Mas os cientistas explicam que o chifre contém uma porção significante de cálcio e fósforo, e conduz ao maior vigor físico e possível melhoria do interesse sexual.

Seja como e onde for, no decorrer da história, a busca por afrodisíacos é incessante e na maioria das vezes, esses são alimentares.

Se sua ação é mítica ou verdadeira, isso não se pode dizer, pois por mais que alguns afrodisíacos sejam testados pela ciência, não se pode esquecer do fator de autossugestão ou placebo desses alimentos.

Mais algumas curiosidades:

  • Na Grécia, acreditava-se que os testículos de asno, cozidos ou mesmo pendurados no pescoço dos homens, serviam como amuletos para a virilidade;
  • Os testículos de leão são muito apreciados na África, por transmitirem força e coragem;
  • No Chile, churrasco com testículos de gado são pratos comuns entre os homens do campo;
  • Catarina, a Grande Imperatriz da Rússia, ganhou fama de sexualmente insaciável. Defendia relações sexuais 6 vezes ao dia e talvez tenha cumprido a prescrição até morrer, aos 77 anos. De manhã, gostava de chá com vodca e omelete de caviar, extremamente afrodisíacos;
  • Os astecas conheciam bem o poder do chocolate:  diz-se que Montezuma bebia 50 xícaras de chocolate ao dia para bem servir suas 600 mulheres;
  • Os chineses consideravam o damasco como um símbolo de sensualidade da natureza. É tido como um dos frutos de Eros;
  • Gengibre quente mata a sede, reanima e estimula o cérebro. E na idade madura, despertaria os amores;
  • Segundo Shakespeare, a hortelã, a lavanda e o alecrim seriam grandes estimulantes para homens de meia-idade;
  • O incenso egípcio mais famoso é o Kyphi, uma mistura de 16 ingredientes, dentre eles: açafrão, canela, zimbro, mel e uvas-passas. Foi descrito como “um aroma apreciado pelos deuses”. Era queimado depois do pôr do sol para garantir a volta de Rê, o Deus Sol, e também por seu efeito inebriante e afrodisíaco;
  • O chá de jasmim é um maravilhoso auxiliar de Afrodite. A flor é utilizada em incensos, na culinária, como óleo, em perfumes e sachês;
  • Paulina Bonaparte, a irmã de Napoleão Bonaparte, é descrita como ninfomaníaca incorrigível.
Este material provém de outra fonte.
// Copyright (c) 2017 Chef Software Inc. and/or applicable contributors
//
// Licensed under the Apache License, Version 2.0 (the "License");
// you may not use this file except in compliance with the License.
// You may obtain a copy of the License at
//
//     http://www.apache.org/licenses/LICENSE-2.0
//
// Unless required by applicable law or agreed to in writing, software
// distributed under the License is distributed on an "AS IS" BASIS,
// WITHOUT WARRANTIES OR CONDITIONS OF ANY KIND, either express or implied.
// See the License for the specific language governing permissions and
// limitations under the License.

//! A thin synchronous client over `ts_ctl_protocol`'s wire codec: one
//! request per connected stream, sequential, no pipelining. Used by
//! the Watchdog's control-channel health probe and by any external
//! operator tool that wants to talk to a running manager without
//! going through the `ts_cop` binary.

extern crate libc;
#[macro_use]
extern crate log;
extern crate ts_core;
extern crate ts_ctl_protocol;

pub mod client;
pub mod error;
pub mod probe;

pub use client::Client;
pub use error::{Error, Result};
pub use probe::ControlProbe;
Sua poção do amor consistia em morangos e champanhe.

Abaixo, receita oriunda do De Re Coquinaria, um dos primeiros livros de receita ocidentais, do Império Romano.

Receita da Velha

Lentilhas com frutos do mar (Apicius  “DE re Coquinaria”, livro V)

  • 600 gramas de frutos do mar limpos;
  • 200 gramas de lentilhas verdes;
  • 30 ml de vinho tinto;
  • 1 colher de café de mel;
  • Uma pitada de azeite de oliva extravirgem;
  • 2 alhos-porós pequenos;
  • Uma pitada de coriandro, menta, alho, sal e pimenta.

Modo de preparo

  1. Ferver as lentilhas em água salgada durante uma hora, acrescentar o coriandro, a menta, o alho, o sal, a pimenta, os alhos-porós, o vinho, o mel e duas colheres de azeite de oliva;

  2. Cozinhar até que as lentilhas estejam macias;

  3. Fritar com azeite de oliva o alho, o coentro e colocar os frutos do mar aos poucos;

  4. Acrescentar colheres de água e cozinhar durante 3 minutos;

  5. Colocar as lentilhas num bol e sobre as mesmas os frutos do mar

 

*Prof. Dr. Cintia Gama Rolland é historiadora da gastronomia, egiptóloga e coordenadora do curso de Gastronomia do Centro Universitário FMU.